Work to be completed
Please write out each entry that follows, keeping it exactly the same.

Provided records
//! Foreign-transaction verification engines.
//!
//! These are pure, fail-fast validation pipelines: given the pending orders
//! for one OPCU and symbol plus a decoded transaction, they either return
//! the aggregate the orchestrator needs to mutate the ledger, or the one
//! specific error describing the first check that failed. No store access
//! and no floating point — everything here runs identically on every
//! validator.

pub mod account;
pub mod error;
pub mod gas;
pub mod utxo;

pub use account::{verify_account_tx, ExpectedAccountTx};
pub use error::VerifyError;
pub use gas::{check_gas_price_band, check_gas_price_value};
pub use utxo::{verify_utxo_tx, ExpectedPayout, UtxoVerification, UtxoVerifyContext};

Exercise result
//! Foreign-transaction verification engines.
//!
//! These are pure, fail-fast validation pipelines: given the pending orders
//! for one OPCU and symbol plus a decoded transaction, they either return
//! the aggregate the orchestrator needs to mutate the ledger, or the one
//! specific error describing the first check that failed. No store access
//! and no floating point — everything here runs identically on every
//! validator.

pub mod account;
pub mod error;
pub mod gas;
pub mod utxo;

pub use account::{verify_account_tx, ExpectedAccountTx};
pub use error::VerifyError;
pub use gas::{check_gas_price_band, check_gas_price_value};
pub use utxo::{verify_utxo_tx, ExpectedPayout, UtxoVerification, UtxoVerifyContext};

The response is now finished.